The current guidance is that if depression or anxiety are a new symptom around the time of the menopause – in that you haven’t had them before – then the first line of treatment is HRT and not antidepressants. Talking therapies such as cognitive behavioural therapy do have a role and can help with hot flushes as well as other symptoms.

One of the reasons that the psychological symptoms have been dismissed is the idea of ‘empty nest syndrome’. This is a term which was used to describe feelings of sadness around the time of the menopause, perhaps related to the fact that children are leaving home or relationship difficulties. Not only is the term patronising to women but it doesn’t explain these symptoms in women who haven’t had children!

Unfortunately, women feeling dismissed or that their symptoms are in their heads is not unusual, and many patients describe feeling relieved when their voices are heard. It is one of the many reasons why we need to keep talking about it!

How can GPs better support their patients dealing with menopausal symptoms?

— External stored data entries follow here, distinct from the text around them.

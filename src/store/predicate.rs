use crate::models::{ClassGroup, Person};

/// Which students the filtered view exposes.
#[derive(Debug, Clone, Default, PartialEq, Eq)]
pub enum PersonPredicate {
    #[default]
    ShowAll,
    /// Students enrolled in the class group, compared without regard to case.
    InClassGroup(ClassGroup),
    /// Students with any name word equal to one of the keywords, ignoring case.
    NameContainsKeywords(Vec<String>),
}

impl PersonPredicate {
    pub fn test(&self, person: &Person) -> bool {
        match self {
            Self::ShowAll => true,
            Self::InClassGroup(class_group) => person.is_in_class_group(class_group),
            Self::NameContainsKeywords(keywords) => keywords
                .iter()
                .any(|keyword| person.name().contains_word(keyword)),
        }
    }
}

GPs have to do regular learning in their jobs; medicine changes all the time and we need to keep up. This applies to the menopause as much as any other area of medicine. Some GPs are more informed than others with regards to menopause and its treatment. Often within a practice there will be someone with extra qualifications or an interest in women’s health who will be the best person to go to. While I may be the right person for women’s health, I don’t carry out joint injections or minor surgery, so I wouldn’t be the right person to see for those issues! Ask the receptionist and try to book, if possible, with a doctor with an interest in women’s health, if your surgery has one.

What do you hope The M Word adds to the emerging conversation around the menopause?

I hope that people view The M Word: Everything You Need to Know About the Menopause as an empowering as well as an informative read. As women we have a responsibility to help each other by opening up the conversations around the menopause, its symptoms and its treatments, in order to help each other through this stage in our lives. I hope the book helps to do this! It is evidence and guidelines based, and will help you take control so you can thrive – instead of survive – the menopause!